- Work instructions: From the entries below, copy every line that holds the word "models".

Saved data entries
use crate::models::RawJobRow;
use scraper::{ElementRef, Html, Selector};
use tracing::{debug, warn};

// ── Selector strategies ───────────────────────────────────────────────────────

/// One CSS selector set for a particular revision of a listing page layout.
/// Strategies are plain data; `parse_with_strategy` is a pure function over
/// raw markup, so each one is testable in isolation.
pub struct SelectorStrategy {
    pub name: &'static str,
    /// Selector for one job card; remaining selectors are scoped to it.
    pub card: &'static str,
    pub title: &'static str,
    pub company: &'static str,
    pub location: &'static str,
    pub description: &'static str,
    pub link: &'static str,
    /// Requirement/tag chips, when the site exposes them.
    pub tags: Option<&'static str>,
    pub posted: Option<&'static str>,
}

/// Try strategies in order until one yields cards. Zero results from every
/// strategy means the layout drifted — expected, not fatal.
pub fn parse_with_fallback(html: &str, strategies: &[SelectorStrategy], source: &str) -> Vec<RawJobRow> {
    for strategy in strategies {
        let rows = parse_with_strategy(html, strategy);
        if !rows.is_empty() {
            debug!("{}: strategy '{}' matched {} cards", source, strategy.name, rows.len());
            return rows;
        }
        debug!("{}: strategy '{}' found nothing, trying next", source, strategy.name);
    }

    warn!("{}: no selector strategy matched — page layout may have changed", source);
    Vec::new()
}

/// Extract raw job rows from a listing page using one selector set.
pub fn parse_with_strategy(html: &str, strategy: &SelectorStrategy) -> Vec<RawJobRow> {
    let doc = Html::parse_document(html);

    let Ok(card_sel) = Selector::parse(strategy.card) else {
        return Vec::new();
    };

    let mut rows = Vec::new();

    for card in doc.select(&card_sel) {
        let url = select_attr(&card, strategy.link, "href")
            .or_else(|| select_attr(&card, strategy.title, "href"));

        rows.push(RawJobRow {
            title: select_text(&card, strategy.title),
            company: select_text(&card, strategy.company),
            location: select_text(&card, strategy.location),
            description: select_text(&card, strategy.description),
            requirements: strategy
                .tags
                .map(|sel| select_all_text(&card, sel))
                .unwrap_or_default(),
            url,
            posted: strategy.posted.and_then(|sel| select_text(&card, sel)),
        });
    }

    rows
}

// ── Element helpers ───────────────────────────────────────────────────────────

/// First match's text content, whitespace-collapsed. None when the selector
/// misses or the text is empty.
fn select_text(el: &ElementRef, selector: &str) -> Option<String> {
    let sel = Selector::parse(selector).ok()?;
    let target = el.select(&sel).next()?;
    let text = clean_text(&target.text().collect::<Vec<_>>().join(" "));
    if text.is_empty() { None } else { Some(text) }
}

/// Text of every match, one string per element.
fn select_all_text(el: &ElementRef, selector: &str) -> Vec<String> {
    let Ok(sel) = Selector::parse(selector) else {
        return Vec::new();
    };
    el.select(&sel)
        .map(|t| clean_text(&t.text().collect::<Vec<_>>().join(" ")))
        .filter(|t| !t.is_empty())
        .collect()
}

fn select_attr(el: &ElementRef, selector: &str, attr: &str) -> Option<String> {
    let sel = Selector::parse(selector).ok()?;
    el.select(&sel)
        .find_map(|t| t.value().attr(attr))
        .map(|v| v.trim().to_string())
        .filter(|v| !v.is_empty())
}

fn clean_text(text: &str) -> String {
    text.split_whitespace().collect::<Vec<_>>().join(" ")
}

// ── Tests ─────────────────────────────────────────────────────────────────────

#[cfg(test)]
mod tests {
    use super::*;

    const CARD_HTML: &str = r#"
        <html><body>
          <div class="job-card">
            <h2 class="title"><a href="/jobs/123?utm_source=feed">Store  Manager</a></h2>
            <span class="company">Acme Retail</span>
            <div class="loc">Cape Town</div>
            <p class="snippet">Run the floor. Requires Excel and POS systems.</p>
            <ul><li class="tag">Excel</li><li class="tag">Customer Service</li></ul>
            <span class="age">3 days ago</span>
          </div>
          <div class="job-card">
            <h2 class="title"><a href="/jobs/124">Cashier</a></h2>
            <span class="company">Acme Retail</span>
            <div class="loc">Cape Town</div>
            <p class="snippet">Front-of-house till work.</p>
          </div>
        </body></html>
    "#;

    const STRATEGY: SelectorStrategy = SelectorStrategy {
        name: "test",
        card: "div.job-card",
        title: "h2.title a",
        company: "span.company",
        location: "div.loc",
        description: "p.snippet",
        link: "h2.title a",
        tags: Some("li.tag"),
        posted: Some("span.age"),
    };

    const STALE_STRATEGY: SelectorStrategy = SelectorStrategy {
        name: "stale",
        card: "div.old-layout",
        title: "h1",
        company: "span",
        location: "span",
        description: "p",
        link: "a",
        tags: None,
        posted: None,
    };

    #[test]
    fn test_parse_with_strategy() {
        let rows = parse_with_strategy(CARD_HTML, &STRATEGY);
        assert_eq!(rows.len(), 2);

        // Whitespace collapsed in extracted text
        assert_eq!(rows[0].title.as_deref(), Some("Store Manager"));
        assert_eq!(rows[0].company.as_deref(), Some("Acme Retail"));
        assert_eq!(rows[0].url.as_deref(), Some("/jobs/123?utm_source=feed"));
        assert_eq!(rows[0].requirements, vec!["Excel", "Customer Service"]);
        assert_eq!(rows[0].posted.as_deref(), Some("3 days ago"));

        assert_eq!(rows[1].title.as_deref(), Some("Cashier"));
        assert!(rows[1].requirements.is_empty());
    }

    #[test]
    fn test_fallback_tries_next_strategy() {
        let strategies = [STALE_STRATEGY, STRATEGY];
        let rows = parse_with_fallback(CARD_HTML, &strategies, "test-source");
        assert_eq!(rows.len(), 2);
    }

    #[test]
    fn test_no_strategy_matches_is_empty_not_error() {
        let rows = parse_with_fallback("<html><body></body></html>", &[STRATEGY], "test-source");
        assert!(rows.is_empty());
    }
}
---
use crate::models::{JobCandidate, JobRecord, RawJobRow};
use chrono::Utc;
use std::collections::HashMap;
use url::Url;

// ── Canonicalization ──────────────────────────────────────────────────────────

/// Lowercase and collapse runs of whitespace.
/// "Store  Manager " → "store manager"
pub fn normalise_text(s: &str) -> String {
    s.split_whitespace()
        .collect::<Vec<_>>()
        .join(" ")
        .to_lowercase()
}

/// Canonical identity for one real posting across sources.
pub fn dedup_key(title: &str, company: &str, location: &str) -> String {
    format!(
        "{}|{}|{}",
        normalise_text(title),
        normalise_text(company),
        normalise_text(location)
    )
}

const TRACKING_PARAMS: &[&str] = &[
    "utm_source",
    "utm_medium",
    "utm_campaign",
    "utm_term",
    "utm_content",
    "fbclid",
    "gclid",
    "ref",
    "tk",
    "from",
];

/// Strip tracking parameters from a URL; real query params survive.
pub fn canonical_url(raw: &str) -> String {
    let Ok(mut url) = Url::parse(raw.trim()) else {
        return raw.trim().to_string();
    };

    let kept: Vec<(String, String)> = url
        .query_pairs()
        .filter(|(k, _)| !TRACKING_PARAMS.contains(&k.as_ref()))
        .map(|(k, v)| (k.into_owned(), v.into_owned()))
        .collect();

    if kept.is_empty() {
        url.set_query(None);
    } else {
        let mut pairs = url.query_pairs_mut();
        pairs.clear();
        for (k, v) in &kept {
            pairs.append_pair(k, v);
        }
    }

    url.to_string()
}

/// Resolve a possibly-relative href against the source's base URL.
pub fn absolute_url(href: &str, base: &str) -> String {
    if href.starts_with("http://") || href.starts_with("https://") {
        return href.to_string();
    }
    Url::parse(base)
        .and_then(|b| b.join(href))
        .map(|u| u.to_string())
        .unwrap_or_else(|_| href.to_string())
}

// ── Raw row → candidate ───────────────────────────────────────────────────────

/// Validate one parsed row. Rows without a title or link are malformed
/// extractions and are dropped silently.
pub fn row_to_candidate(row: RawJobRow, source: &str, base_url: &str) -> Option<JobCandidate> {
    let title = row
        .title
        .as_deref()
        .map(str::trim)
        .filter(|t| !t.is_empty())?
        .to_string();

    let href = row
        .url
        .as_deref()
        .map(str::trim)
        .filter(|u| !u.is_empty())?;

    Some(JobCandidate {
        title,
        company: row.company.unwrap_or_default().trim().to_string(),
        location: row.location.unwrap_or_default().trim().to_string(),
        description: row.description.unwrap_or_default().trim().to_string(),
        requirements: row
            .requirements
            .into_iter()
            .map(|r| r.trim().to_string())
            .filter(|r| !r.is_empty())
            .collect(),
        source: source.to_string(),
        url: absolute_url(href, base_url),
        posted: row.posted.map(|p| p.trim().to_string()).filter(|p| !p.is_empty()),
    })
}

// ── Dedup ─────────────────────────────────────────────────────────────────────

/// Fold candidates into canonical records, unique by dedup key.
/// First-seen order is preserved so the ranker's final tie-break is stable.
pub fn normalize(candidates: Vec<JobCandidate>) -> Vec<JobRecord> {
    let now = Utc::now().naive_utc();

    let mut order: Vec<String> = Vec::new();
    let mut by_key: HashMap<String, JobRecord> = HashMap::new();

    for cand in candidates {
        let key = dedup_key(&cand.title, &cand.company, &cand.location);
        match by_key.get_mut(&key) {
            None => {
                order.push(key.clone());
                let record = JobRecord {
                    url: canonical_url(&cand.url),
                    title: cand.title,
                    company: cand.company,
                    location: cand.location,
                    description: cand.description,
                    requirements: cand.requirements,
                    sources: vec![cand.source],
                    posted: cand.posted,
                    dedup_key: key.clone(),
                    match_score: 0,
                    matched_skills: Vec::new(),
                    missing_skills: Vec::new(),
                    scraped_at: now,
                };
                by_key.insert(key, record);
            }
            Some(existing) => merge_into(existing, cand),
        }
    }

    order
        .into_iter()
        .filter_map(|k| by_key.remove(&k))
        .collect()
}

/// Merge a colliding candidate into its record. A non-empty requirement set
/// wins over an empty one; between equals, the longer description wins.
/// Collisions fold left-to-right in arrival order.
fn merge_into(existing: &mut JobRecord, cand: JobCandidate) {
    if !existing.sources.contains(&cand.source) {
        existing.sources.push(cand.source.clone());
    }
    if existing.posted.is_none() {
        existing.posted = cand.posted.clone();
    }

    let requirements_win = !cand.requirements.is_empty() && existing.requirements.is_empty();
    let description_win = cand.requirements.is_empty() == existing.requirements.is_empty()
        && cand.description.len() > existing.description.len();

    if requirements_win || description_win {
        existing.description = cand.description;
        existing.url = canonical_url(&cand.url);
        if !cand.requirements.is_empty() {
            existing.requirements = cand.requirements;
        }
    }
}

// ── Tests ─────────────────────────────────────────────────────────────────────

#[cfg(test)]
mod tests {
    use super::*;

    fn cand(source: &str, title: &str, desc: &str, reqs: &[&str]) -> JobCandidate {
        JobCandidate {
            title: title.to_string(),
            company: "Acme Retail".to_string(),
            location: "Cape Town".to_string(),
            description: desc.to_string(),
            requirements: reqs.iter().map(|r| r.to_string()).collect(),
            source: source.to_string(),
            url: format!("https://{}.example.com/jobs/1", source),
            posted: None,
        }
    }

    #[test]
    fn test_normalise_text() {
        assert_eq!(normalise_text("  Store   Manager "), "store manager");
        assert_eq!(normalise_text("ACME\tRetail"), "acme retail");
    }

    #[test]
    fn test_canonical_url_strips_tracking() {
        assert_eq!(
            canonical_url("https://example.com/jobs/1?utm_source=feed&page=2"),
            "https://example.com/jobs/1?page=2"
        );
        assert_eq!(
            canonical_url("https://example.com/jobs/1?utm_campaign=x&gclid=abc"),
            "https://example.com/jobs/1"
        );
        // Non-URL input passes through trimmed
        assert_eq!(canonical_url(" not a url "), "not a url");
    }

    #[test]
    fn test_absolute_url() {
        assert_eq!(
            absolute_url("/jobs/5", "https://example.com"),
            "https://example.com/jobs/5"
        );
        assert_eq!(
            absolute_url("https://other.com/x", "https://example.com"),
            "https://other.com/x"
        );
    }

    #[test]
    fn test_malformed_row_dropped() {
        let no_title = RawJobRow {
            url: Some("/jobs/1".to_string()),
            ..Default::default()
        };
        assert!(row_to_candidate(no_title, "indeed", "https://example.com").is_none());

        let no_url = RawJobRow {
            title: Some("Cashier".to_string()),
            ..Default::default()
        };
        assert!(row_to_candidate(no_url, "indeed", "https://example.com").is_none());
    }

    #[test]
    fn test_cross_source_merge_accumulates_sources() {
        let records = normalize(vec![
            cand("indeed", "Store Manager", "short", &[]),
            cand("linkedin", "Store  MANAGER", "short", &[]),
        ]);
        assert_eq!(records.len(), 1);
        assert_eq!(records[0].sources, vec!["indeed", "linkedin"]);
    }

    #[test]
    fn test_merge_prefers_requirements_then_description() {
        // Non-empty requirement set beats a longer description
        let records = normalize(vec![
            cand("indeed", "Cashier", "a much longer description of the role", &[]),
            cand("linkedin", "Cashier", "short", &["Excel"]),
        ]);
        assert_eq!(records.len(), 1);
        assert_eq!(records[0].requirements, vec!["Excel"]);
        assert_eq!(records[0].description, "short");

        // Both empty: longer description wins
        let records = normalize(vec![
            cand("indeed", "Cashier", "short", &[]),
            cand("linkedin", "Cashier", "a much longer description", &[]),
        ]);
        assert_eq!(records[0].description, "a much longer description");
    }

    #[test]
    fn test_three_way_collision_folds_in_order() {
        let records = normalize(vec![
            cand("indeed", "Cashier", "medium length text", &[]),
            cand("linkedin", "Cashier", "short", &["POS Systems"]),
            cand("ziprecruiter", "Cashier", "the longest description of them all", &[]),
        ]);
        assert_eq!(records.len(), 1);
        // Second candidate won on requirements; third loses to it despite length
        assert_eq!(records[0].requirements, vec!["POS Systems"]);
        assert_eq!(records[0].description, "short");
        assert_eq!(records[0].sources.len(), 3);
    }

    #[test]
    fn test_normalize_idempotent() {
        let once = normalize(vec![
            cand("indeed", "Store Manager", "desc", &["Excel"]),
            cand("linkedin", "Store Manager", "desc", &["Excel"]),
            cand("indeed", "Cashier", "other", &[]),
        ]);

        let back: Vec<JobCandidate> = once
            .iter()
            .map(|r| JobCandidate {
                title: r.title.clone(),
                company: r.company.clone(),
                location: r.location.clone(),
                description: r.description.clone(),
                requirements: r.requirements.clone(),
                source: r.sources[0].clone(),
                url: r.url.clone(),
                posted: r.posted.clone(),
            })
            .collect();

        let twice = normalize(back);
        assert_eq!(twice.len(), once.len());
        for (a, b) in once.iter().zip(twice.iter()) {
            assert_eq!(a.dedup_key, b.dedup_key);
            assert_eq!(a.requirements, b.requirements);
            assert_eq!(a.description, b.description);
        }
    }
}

- Solution to this exercise:
use crate::models::RawJobRow;
use crate::models::{JobCandidate, JobRecord, RawJobRow};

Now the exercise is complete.